The pandemic changed the way we live, and - perhaps permanently - altered the way we shop. Consumers are reluctant to enter retail stores full of strangers, some with gloves, some with masks, and some just thinking "it'll never get me." The notion of foot traffic and walk-ins is more of a rarity than it had been previously.
So, it shouldn’t be surprising that research from Shopkick demonstrates that nearly three quarters of consumers have changed their shopping behaviors as a direct result of this virus.
Early in the pandemic, they found:
60% of consumers are wary about shopping in stores;
85% are taking some action to maintain their health like using masks, shopping at less crowded times, and using self-checkout;
Online purchasing has not increased at a pace that equalizes the lack of in-store shoppers
With some European retailers open opening, and US retailers managing new policies, we have three recommendations for driving traffic, while carefully managing footfall, capacity, and the customer safety.
1. Meet me at the curb
Retail leaders like Best Buy are testing out new models to work within the confines of social distancing, while still providing an excellent customer experience and managing foot traffic.
In March 2020, Best Buy introduced curbside service for all of its stores.

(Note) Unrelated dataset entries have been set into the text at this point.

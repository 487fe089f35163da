use anchor_lang::prelude::*;
use anchor_spl::token_interface::{Mint, TokenAccount, TokenInterface};
use crate::state::*;
use crate::error::*;
use crate::constants::*;
use crate::utils::{settle_locked_claim, transfer_from_vault, ClaimRequest};
use crate::event::*;

/**
 * Account context for withdrawing vested locked tokens
 *
 * Access Control: The claimant, plus the operator for permissioned distributors
 */
#[event_cpi]
#[derive(Accounts)]
pub struct ClaimLocked<'info> {
    /// The distributor account
    #[account(
        mut,
        has_one = token_vault,
        has_one = mint,
    )]
    pub distributor: Box<Account<'info, MerkleDistributor>>,

    /// Claim status created by the claimant's first claim
    #[account(
        mut,
        has_one = distributor,
        has_one = claimant @ DistributorError::OwnerMismatch,
        seeds = [
            CLAIM_STATUS_SEED.as_bytes(),
            claimant.key().as_ref(),
            distributor.key().as_ref()
        ],
        bump,
    )]
    pub claim_status: Box<Account<'info, ClaimStatus>>,

    /// Distributor ATA containing the tokens to distribute
    #[account(mut)]
    pub token_vault: Box<InterfaceAccount<'info, TokenAccount>>,

    /// Account to send the claimed tokens to
    #[account(
        mut,
        token::mint = mint,
        token::token_program = token_program,
        constraint = to.owner == claimant.key() @ DistributorError::OwnerMismatch
    )]
    pub to: Box<InterfaceAccount<'info, TokenAccount>>,

    /// Who is claiming the tokens
    pub claimant: Signer<'info>,

    /// Operator co-signature, required by permissioned distributors
    pub operator: Option<Signer<'info>>,

    /// The token mint, needed by transfer_checked
    pub mint: Box<InterfaceAccount<'info, Mint>>,

    /// Token program (supports both SPL Token and Token 2022)
    pub token_program: Interface<'info, TokenInterface>,
}

pub fn handle_claim_locked(ctx: Context<ClaimLocked>) -> Result<()> {
    let clock = Clock::get()?;
    let request = ClaimRequest {
        claimant: ctx.accounts.claimant.key(),
        operator: ctx.accounts.operator.as_ref().map(|operator| operator.key()),
        staking: false,
        curr_slot: clock.slot,
        curr_ts: clock.unix_timestamp,
    };

    let distributor = &mut ctx.accounts.distributor;
    let claimable = settle_locked_claim(distributor, &mut ctx.accounts.claim_status, &request)?;

    let version_bytes = distributor.version.to_le_bytes();
    let base_key = distributor.base;
    let mint_key = distributor.mint;
    let distributor_bump = distributor.bump;

    let seeds = &[
        DISTRIBUTOR_SEED.as_bytes(),
        base_key.as_ref(),
        mint_key.as_ref(),
        version_bytes.as_ref(),
        &[distributor_bump],
    ];
    let signer = &[&seeds[..]];

    transfer_from_vault(
        ctx.accounts.distributor.to_account_info(),
        ctx.accounts.token_vault.to_account_info(),
        ctx.accounts.to.to_account_info(),
        ctx.accounts.mint.to_account_info(),
        ctx.accounts.token_program.to_account_info(),
        claimable.locked,
        ctx.accounts.mint.decimals,
        signer,
    )?;

    msg!(
        "Withdrew {} locked tokens, {} of {} withdrawn",
        claimable.locked,
        ctx.accounts.claim_status.locked_amount_withdrawn,
        ctx.accounts.claim_status.locked_amount,
    );

    emit_cpi!(ClaimedEvent {
        claimant: request.claimant,
        amount: claimable.locked,
    });

    Ok(())
}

The effort was designed to protect both employees and consumers, while keeping revenue flowing. The solution allows consumers to shop online, and pick up at the store location without ever having to leave their cars. The appeal is multi-fold as consumers like the convenience, while retailers appreciate the reduced shipping and packaging requirements, and both appreciate the built-in distance.

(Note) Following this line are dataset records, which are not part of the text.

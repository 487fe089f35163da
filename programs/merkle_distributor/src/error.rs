use anchor_lang::prelude::*;

// Variant order fixes the on-chain error codes (6000..=6027). Append only.
#[error_code]
pub enum DistributorError {
    #[msg("Insufficient unlocked tokens")]
    InsufficientUnlockedTokens,
    #[msg("Deposit Start too far in future")]
    StartTooFarInFuture,
    #[msg("Invalid Merkle proof.")]
    InvalidProof,
    #[msg("Exceeded maximum claim amount")]
    ExceededMaxClaim,
    #[msg("Exceeded maximum node count")]
    MaxNodesExceeded,
    #[msg("Account is not authorized to execute this instruction")]
    Unauthorized,
    #[msg("Token account owner did not match intended owner")]
    OwnerMismatch,
    #[msg("Clawback cannot be before vesting ends")]
    ClawbackDuringVesting,
    #[msg("Attempted clawback before start")]
    ClawbackBeforeStart,
    #[msg("Clawback already claimed")]
    ClawbackAlreadyClaimed,
    #[msg("Clawback start must be at least one day after vesting end")]
    InsufficientClawbackDelay,
    #[msg("New and old Clawback receivers are identical")]
    SameClawbackReceiver,
    #[msg("New and old admin are identical")]
    SameAdmin,
    #[msg("Claim window expired")]
    ClaimExpired,
    #[msg("Arithmetic Error (overflow/underflow)")]
    ArithmeticError,
    #[msg("Start Timestamp cannot be after end Timestamp")]
    StartTimestampAfterEnd,
    #[msg("Timestamps cannot be in the past")]
    TimestampsNotInFuture,
    #[msg("Airdrop Version Mismatch")]
    InvalidVersion,
    #[msg("Claiming is not started")]
    ClaimingIsNotStarted,
    #[msg("Cannot close distributor")]
    CannotCloseDistributor,
    #[msg("Cannot close claim status")]
    CannotCloseClaimStatus,
    #[msg("Invalid activation type")]
    InvalidActivationType,
    #[msg("Type casted error")]
    TypeCastedError,
    #[msg("Invalid operator")]
    InvalidOperator,
    #[msg("Invalid claim type")]
    InvalidClaimType,
    #[msg("Same operator")]
    SameOperator,
    #[msg("Invalid locker")]
    InvalidLocker,
    #[msg("Escrow is not max lock")]
    EscrowIsNotMaxLock,
}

With the success of such programs, retailers are including curbside options as an alternative to in-store foot traffic, home delivery and unused physical stores.
2. Manage crowd size
Similarly, Home Depot announced limits on the number of customers that can be in-store at a given time. They're also closing early to ensure sufficient time for restocking and enhanced sanitization.
Early in the pandemic, Walmart announced that they would be proactively deploying footfall management strategies, throttling the number of shoppers entering the store. After reviewing footfall data, they determined that the right solution was allowing five customers per each 1,000 square feet of floor space. They have also embraced other solutions for crowd management, including one way in-aisle foot traffic to avoid people running into one another, and requesting that people shop alone rather than bringing families. Costco has taken a similar route.

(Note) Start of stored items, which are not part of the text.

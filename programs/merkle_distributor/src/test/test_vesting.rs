use crate::state::{AirdropBonus, ClaimStatus, MerkleDistributor};

pub const T: i64 = 1_700_000_000;

/// Timestamp-activated, permissionless distributor vesting over [T, T + 1000]
pub fn sample_distributor(max_total_claim: u64, total_bonus: u64, bonus_vesting_duration: u64) -> MerkleDistributor {
    MerkleDistributor {
        max_total_claim,
        max_num_nodes: 10,
        start_ts: T,
        end_ts: T + 1000,
        clawback_start_ts: T + 1000 + 86_400,
        activation_point: T as u64,
        activation_type: 1,
        claim_type: 0,
        airdrop_bonus: AirdropBonus {
            total_bonus,
            vesting_duration: bonus_vesting_duration,
            total_claimed_bonus: 0,
        },
        ..Default::default()
    }
}

#[cfg(test)]
mod tests {
    use super::*;
    use crate::error::DistributorError;
    use crate::test::assert_distributor_error;
    use crate::utils::*;

    #[test]
    fn test_linear_vested_bounds() {
        assert_eq!(linear_vested(900, 0, 1000).unwrap(), 0);
        assert_eq!(linear_vested(900, 500, 1000).unwrap(), 450);
        assert_eq!(linear_vested(900, 1000, 1000).unwrap(), 900);
        assert_eq!(linear_vested(900, 5000, 1000).unwrap(), 900);
        // Zero duration vests at once
        assert_eq!(linear_vested(900, 0, 0).unwrap(), 900);
        // Rounds down
        assert_eq!(linear_vested(10, 1, 3).unwrap(), 3);
    }

    #[test]
    fn test_linear_vested_large_amounts_do_not_overflow() {
        let vested = linear_vested(u64::MAX, u64::MAX - 1, u64::MAX).unwrap();
        assert_eq!(vested, u64::MAX - 1);
    }

    #[test]
    fn test_locked_vested_schedule() {
        assert_eq!(locked_vested(900, T - 1, T, T + 1000).unwrap(), 0);
        assert_eq!(locked_vested(900, T, T, T + 1000).unwrap(), 0);
        assert_eq!(locked_vested(900, T + 500, T, T + 1000).unwrap(), 450);
        assert_eq!(locked_vested(900, T + 999, T, T + 1000).unwrap(), 899);
        assert_eq!(locked_vested(900, T + 1000, T, T + 1000).unwrap(), 900);
        // Cliff when start and end coincide
        assert_eq!(locked_vested(900, T, T, T).unwrap(), 900);
    }

    #[test]
    fn test_locked_vested_is_monotonic() {
        let mut previous = 0;
        for offset in (0..=1100).step_by(37) {
            let vested = locked_vested(12_345, T + offset, T, T + 1000).unwrap();
            assert!(vested >= previous);
            assert!(vested <= 12_345);
            previous = vested;
        }
    }

    #[test]
    fn test_amount_withdrawable_subtracts_withdrawn() {
        let mut claim_status = ClaimStatus {
            locked_amount: 900,
            ..Default::default()
        };
        assert_eq!(claim_status.amount_withdrawable(T + 500, T, T + 1000).unwrap(), 450);

        claim_status.record_withdrawal(450).unwrap();
        assert_eq!(claim_status.amount_withdrawable(T + 500, T, T + 1000).unwrap(), 0);
        assert_eq!(claim_status.amount_withdrawable(T + 1000, T, T + 1000).unwrap(), 450);

        assert_distributor_error(
            claim_status.record_withdrawal(451),
            DistributorError::ArithmeticError,
        );
        assert_eq!(claim_status.locked_amount_withdrawn, 450);
    }

    #[test]
    fn test_bonus_entitlement_is_pro_rata() {
        // 1000 tokens of allocations share a pool of 200
        let distributor = sample_distributor(1200, 200, 100);
        assert_eq!(bonus_entitlement(&distributor, 1000).unwrap(), 200);
        assert_eq!(bonus_entitlement(&distributor, 250).unwrap(), 50);
        assert_eq!(bonus_entitlement(&distributor, 3).unwrap(), 0);

        let no_bonus = sample_distributor(1000, 0, 0);
        assert_eq!(bonus_entitlement(&no_bonus, 1000).unwrap(), 0);
    }

    #[test]
    fn test_bonus_vests_from_activation_point() {
        let distributor = sample_distributor(1200, 200, 100);
        let activation = distributor.activation_point;

        assert_eq!(bonus_vested(&distributor, 200, activation).unwrap(), 0);
        assert_eq!(bonus_vested(&distributor, 200, activation + 50).unwrap(), 100);
        assert_eq!(bonus_vested(&distributor, 200, activation + 100).unwrap(), 200);
        assert_eq!(bonus_vested(&distributor, 200, activation + 1_000).unwrap(), 200);
    }

    #[test]
    fn test_new_claim_amounts() {
        let distributor = sample_distributor(1200, 200, 100);

        let claimable =
            ClaimableAmounts::for_new_claim(&distributor, 100, 900, T + 50, (T + 50) as u64).unwrap();
        assert_eq!(
            claimable,
            ClaimableAmounts {
                unlocked: 100,
                locked: 0,
                bonus: 100
            }
        );
        assert_eq!(claimable.base_amount().unwrap(), 100);
        assert_eq!(claimable.total().unwrap(), 200);
    }

    #[test]
    fn test_new_claim_before_vesting_start() {
        let mut distributor = sample_distributor(1000, 0, 0);
        // Activated early, but vesting has not started yet
        distributor.activation_point = (T - 100) as u64;

        assert_distributor_error(
            ClaimableAmounts::for_new_claim(&distributor, 100, 900, T - 1, (T - 1) as u64),
            DistributorError::ClaimingIsNotStarted,
        );
    }

    #[test]
    fn test_claims_expire_after_clawback() {
        let mut distributor = sample_distributor(1000, 0, 0);
        distributor.clawed_back = 1;

        assert_distributor_error(
            ClaimableAmounts::for_new_claim(&distributor, 100, 900, T + 10, (T + 10) as u64),
            DistributorError::ClaimExpired,
        );
        assert_distributor_error(
            ClaimableAmounts::for_existing_claim(&ClaimStatus::default(), &distributor, T + 10, (T + 10) as u64),
            DistributorError::ClaimExpired,
        );
    }
}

And my local Whole Foods is allowing 10 shoppers in at a time using a guard and a people counter, only allowing new shoppers in as one exits. Who would expect a supermarket to employ the same footfall management strategy as a nightclub?
3. Offer pre-arranged appointments
Retailers looking for footfall management solutions are busily evaluating appointment scheduling and planning how to best leverage their current solutions. Innovative stores can offer customers the ability to sign up online for 15 or 30-minute slots to check into the store, take care of business, and leave. Pre-arranged time slots eliminate the need to queue outside the store into dangerous parking areas, or stand in the pouring rain.
In the near term, bookstores are combining scheduled appointments with curbside pickup for a pre-arranged pickup time. That way, a bag can be left with a customer’s purchase in front of the store with no need for human interaction.
For some retailers, particularly beauty brands, remote appointments are being leveraged to provide personalized experiences and the ability to purchase online until retail stores reopen. Because shopping is emotional, consumers still want the one-to-one personalized experience. If you've deployed an appointment scheduling solution, see if your provider offers video appointments for the intimacy of an in-person meeting combined with the safety of a remote one.
Research from Censuswide on behalf of JRNI reported that 57% of consumers were more likely to book a retail store visit than they were prior to the pandemic. And appointments were far preferable to queuing outside the store. Leveraging appointments for footfall management emerged as a leading trend throughout the pandemic, and through the recovery.
With masks required in some parts of the world, and a strong desire to stave off the next wave, retailers continue to analyze footfall data, and tweak the strategies they've put into practice. We'd love to hear how you're deploying footfall management in your retail store, especially because the need for social distancing isn't going away any time soon.